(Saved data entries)
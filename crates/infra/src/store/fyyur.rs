use std::sync::RwLock;

use async_trait::async_trait;
use chrono::{DateTime, Utc};

use triad_core::{ArtistId, VenueId, contains_ignore_case};
use triad_fyyur::{Artist, ArtistDraft, ShowDetail, ShowDraft, ShowFilter, Venue, VenueDraft};

use super::memory::{Table, read, write};
use super::{StoreError, StoreResult};

/// Venue / artist / show storage.
#[async_trait]
pub trait FyyurStore: Send + Sync {
    async fn venues(&self) -> StoreResult<Vec<Venue>>;
    async fn venue(&self, id: VenueId) -> StoreResult<Option<Venue>>;
    /// Most recently created venue.
    async fn latest_venue(&self) -> StoreResult<Option<Venue>>;
    async fn search_venues(&self, term: &str) -> StoreResult<Vec<Venue>>;
    async fn insert_venue(&self, draft: VenueDraft) -> StoreResult<Venue>;
    async fn update_venue(&self, id: VenueId, draft: VenueDraft) -> StoreResult<Venue>;
    /// Fails with [`StoreError::Reference`] while shows still point at the venue.
    async fn delete_venue(&self, id: VenueId) -> StoreResult<()>;

    async fn artists(&self) -> StoreResult<Vec<Artist>>;
    async fn artist(&self, id: ArtistId) -> StoreResult<Option<Artist>>;
    async fn search_artists(&self, term: &str) -> StoreResult<Vec<Artist>>;
    async fn insert_artist(&self, draft: ArtistDraft) -> StoreResult<Artist>;
    async fn update_artist(&self, id: ArtistId, draft: ArtistDraft) -> StoreResult<Artist>;

    /// Shows joined with venue/artist display fields, in start-time order.
    async fn shows(&self, filter: ShowFilter) -> StoreResult<Vec<ShowDetail>>;
    /// Fails with [`StoreError::Reference`] for unknown venue/artist and
    /// [`StoreError::Conflict`] when the artist already plays at that time.
    async fn insert_show(&self, draft: ShowDraft) -> StoreResult<ShowDetail>;
}

#[derive(Debug, Clone, Copy, PartialEq, Eq)]
struct ShowRow {
    venue_id: VenueId,
    artist_id: ArtistId,
    start_time: DateTime<Utc>,
}

#[derive(Debug, Default)]
struct FyyurTables {
    venues: Table<Venue>,
    artists: Table<Artist>,
    shows: Vec<ShowRow>,
}

impl FyyurTables {
    fn detail(&self, row: &ShowRow) -> Option<ShowDetail> {
        let venue = self.venues.get(row.venue_id.get())?;
        let artist = self.artists.get(row.artist_id.get())?;
        Some(ShowDetail {
            venue_id: venue.id,
            venue_name: venue.name.clone(),
            venue_image_link: venue.image_link.clone(),
            artist_id: artist.id,
            artist_name: artist.name.clone(),
            artist_image_link: artist.image_link.clone(),
            start_time: row.start_time,
        })
    }

    fn venue_taken(&self, candidate: &Venue) -> bool {
        self.venues
            .values()
            .any(|v| v.id != candidate.id && v.same_listing(candidate))
    }

    fn artist_taken(&self, candidate: &Artist) -> bool {
        self.artists
            .values()
            .any(|a| a.id != candidate.id && a.same_listing(candidate))
    }
}

/// In-memory booking store for tests/dev.
#[derive(Debug, Default)]
pub struct InMemoryFyyurStore {
    inner: RwLock<FyyurTables>,
}

impl InMemoryFyyurStore {
    pub fn new() -> Self {
        Self::default()
    }
}

#[async_trait]
impl FyyurStore for InMemoryFyyurStore {
    async fn venues(&self) -> StoreResult<Vec<Venue>> {
        Ok(read(&self.inner)?.venues.values().cloned().collect())
    }

    async fn venue(&self, id: VenueId) -> StoreResult<Option<Venue>> {
        Ok(read(&self.inner)?.venues.get(id.get()).cloned())
    }

    async fn latest_venue(&self) -> StoreResult<Option<Venue>> {
        Ok(read(&self.inner)?.venues.values().next_back().cloned())
    }

    async fn search_venues(&self, term: &str) -> StoreResult<Vec<Venue>> {
        let tables = read(&self.inner)?;
        Ok(tables
            .venues
            .values()
            .filter(|v| contains_ignore_case(&v.name, term))
            .cloned()
            .collect())
    }

    async fn insert_venue(&self, draft: VenueDraft) -> StoreResult<Venue> {
        let mut tables = write(&self.inner)?;
        let candidate = draft.into_venue(VenueId::new(0));
        if tables.venue_taken(&candidate) {
            return Err(StoreError::conflict(format!("venue {:?} is already listed", candidate.name)));
        }
        let id = tables.venues.next_id();
        let venue = Venue {
            id: VenueId::new(id),
            ..candidate
        };
        tables.venues.insert(id, venue.clone());
        Ok(venue)
    }

    async fn update_venue(&self, id: VenueId, draft: VenueDraft) -> StoreResult<Venue> {
        let mut tables = write(&self.inner)?;
        if tables.venues.get(id.get()).is_none() {
            return Err(StoreError::NotFound);
        }
        let venue = draft.into_venue(id);
        if tables.venue_taken(&venue) {
            return Err(StoreError::conflict(format!("venue {:?} is already listed", venue.name)));
        }
        tables.venues.insert(id.get(), venue.clone());
        Ok(venue)
    }

    async fn delete_venue(&self, id: VenueId) -> StoreResult<()> {
        let mut tables = write(&self.inner)?;
        if tables.venues.get(id.get()).is_none() {
            return Err(StoreError::NotFound);
        }
        if tables.shows.iter().any(|s| s.venue_id == id) {
            return Err(StoreError::reference(format!("venue {id} still has shows")));
        }
        tables.venues.remove(id.get());
        Ok(())
    }

    async fn artists(&self) -> StoreResult<Vec<Artist>> {
        Ok(read(&self.inner)?.artists.values().cloned().collect())
    }

    async fn artist(&self, id: ArtistId) -> StoreResult<Option<Artist>> {
        Ok(read(&self.inner)?.artists.get(id.get()).cloned())
    }

    async fn search_artists(&self, term: &str) -> StoreResult<Vec<Artist>> {
        let tables = read(&self.inner)?;
        Ok(tables
            .artists
            .values()
            .filter(|a| contains_ignore_case(&a.name, term))
            .cloned()
            .collect())
    }

    async fn insert_artist(&self, draft: ArtistDraft) -> StoreResult<Artist> {
        let mut tables = write(&self.inner)?;
        let candidate = draft.into_artist(ArtistId::new(0));
        if tables.artist_taken(&candidate) {
            return Err(StoreError::conflict(format!("artist {:?} is already listed", candidate.name)));
        }
        let id = tables.artists.next_id();
        let artist = Artist {
            id: ArtistId::new(id),
            ..candidate
        };
        tables.artists.insert(id, artist.clone());
        Ok(artist)
    }

    async fn update_artist(&self, id: ArtistId, draft: ArtistDraft) -> StoreResult<Artist> {
        let mut tables = write(&self.inner)?;
        if tables.artists.get(id.get()).is_none() {
            return Err(StoreError::NotFound);
        }
        let artist = draft.into_artist(id);
        if tables.artist_taken(&artist) {
            return Err(StoreError::conflict(format!("artist {:?} is already listed", artist.name)));
        }
        tables.artists.insert(id.get(), artist.clone());
        Ok(artist)
    }

    async fn shows(&self, filter: ShowFilter) -> StoreResult<Vec<ShowDetail>> {
        let tables = read(&self.inner)?;
        let mut shows: Vec<ShowDetail> = tables
            .shows
            .iter()
            .filter_map(|row| tables.detail(row))
            .filter(|s| filter.matches(s))
            .collect();
        shows.sort_by_key(|s| s.start_time);
        Ok(shows)
    }

    async fn insert_show(&self, draft: ShowDraft) -> StoreResult<ShowDetail> {
        let mut tables = write(&self.inner)?;
        let row = ShowRow {
            venue_id: draft.venue_id,
            artist_id: draft.artist_id,
            start_time: draft.start_time,
        };
        let detail = tables.detail(&row).ok_or_else(|| {
            StoreError::reference(format!(
                "venue {} or artist {} does not exist",
                row.venue_id, row.artist_id
            ))
        })?;
        if tables
            .shows
            .iter()
            .any(|s| s.artist_id == row.artist_id && s.start_time == row.start_time)
        {
            return Err(StoreError::conflict(format!(
                "artist {} already has a show at {}",
                row.artist_id, row.start_time
            )));
        }
        tables.shows.push(row);
        Ok(detail)
    }
}

#[cfg(test)]
mod tests {
    use super::*;
    use chrono::TimeZone;
    use triad_fyyur::ProfileDraft;

    fn profile(name: &str) -> ProfileDraft {
        ProfileDraft {
            name: name.to_string(),
            city: "San Francisco".to_string(),
            state: "CA".to_string(),
            phone: None,
            website: None,
            image_link: Some(format!("https://img.test/{}.png", name.len())),
            facebook_link: None,
            seeking: false,
            seeking_description: None,
            genres: vec!["Jazz".to_string()],
        }
    }

    fn venue_draft(name: &str) -> VenueDraft {
        VenueDraft {
            profile: profile(name),
            address: "1015 Folsom Street".to_string(),
        }
    }

    fn artist_draft(name: &str) -> ArtistDraft {
        ArtistDraft { profile: profile(name) }
    }

    fn at(hour: u32) -> DateTime<Utc> {
        Utc.with_ymd_and_hms(2035, 6, 15, hour, 0, 0).unwrap()
    }

    #[tokio::test]
    async fn venues_are_unique_and_latest_is_newest() {
        let store = InMemoryFyyurStore::new();
        store.insert_venue(venue_draft("The Musical Hop")).await.unwrap();
        let second = store.insert_venue(venue_draft("Park Square Live Music & Coffee")).await.unwrap();
        assert!(matches!(
            store.insert_venue(venue_draft("The Musical Hop")).await,
            Err(StoreError::Conflict(_))
        ));
        assert_eq!(store.latest_venue().await.unwrap(), Some(second));
        assert_eq!(store.search_venues("music").await.unwrap().len(), 2);
        assert_eq!(store.search_venues("hop").await.unwrap().len(), 1);
    }

    #[tokio::test]
    async fn artist_cannot_play_twice_at_once() {
        let store = InMemoryFyyurStore::new();
        let hop = store.insert_venue(venue_draft("The Musical Hop")).await.unwrap();
        let park = store.insert_venue(venue_draft("Park Square")).await.unwrap();
        let artist = store.insert_artist(artist_draft("Guns N Petals")).await.unwrap();

        let show = |venue_id| ShowDraft {
            venue_id,
            artist_id: artist.id,
            start_time: at(21),
        };
        let detail = store.insert_show(show(hop.id)).await.unwrap();
        assert_eq!(detail.venue_name, "The Musical Hop");
        assert_eq!(detail.artist_name, "Guns N Petals");

        assert!(matches!(store.insert_show(show(park.id)).await, Err(StoreError::Conflict(_))));
        assert!(matches!(
            store.insert_show(show(VenueId::new(99))).await,
            Err(StoreError::Reference(_))
        ));
    }

    #[tokio::test]
    async fn shows_filter_and_block_venue_delete() {
        let store = InMemoryFyyurStore::new();
        let hop = store.insert_venue(venue_draft("The Musical Hop")).await.unwrap();
        let empty = store.insert_venue(venue_draft("Empty Hall")).await.unwrap();
        let a = store.insert_artist(artist_draft("Guns N Petals")).await.unwrap();
        let b = store.insert_artist(artist_draft("Matt Quevedo")).await.unwrap();

        for (artist, hour) in [(b.id, 22), (a.id, 20)] {
            store
                .insert_show(ShowDraft {
                    venue_id: hop.id,
                    artist_id: artist,
                    start_time: at(hour),
                })
                .await
                .unwrap();
        }

        let all = store.shows(ShowFilter::default()).await.unwrap();
        assert_eq!(all.len(), 2);
        assert_eq!(all[0].artist_id, a.id);
        assert_eq!(store.shows(ShowFilter::artist(b.id)).await.unwrap().len(), 1);

        assert!(matches!(store.delete_venue(hop.id).await, Err(StoreError::Reference(_))));
        store.delete_venue(empty.id).await.unwrap();
        assert_eq!(store.venue(empty.id).await.unwrap(), None);
    }

    #[tokio::test]
    async fn update_missing_rows_is_not_found() {
        let store = InMemoryFyyurStore::new();
        assert_eq!(
            store.update_venue(VenueId::new(5), venue_draft("X")).await,
            Err(StoreError::NotFound)
        );
        assert_eq!(
            store.update_artist(ArtistId::new(5), artist_draft("X")).await,
            Err(StoreError::NotFound)
        );
    }
}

# Work task:
After reading through the records, count the lines that hold the string "return" and give only the count.

# Exercise output:
9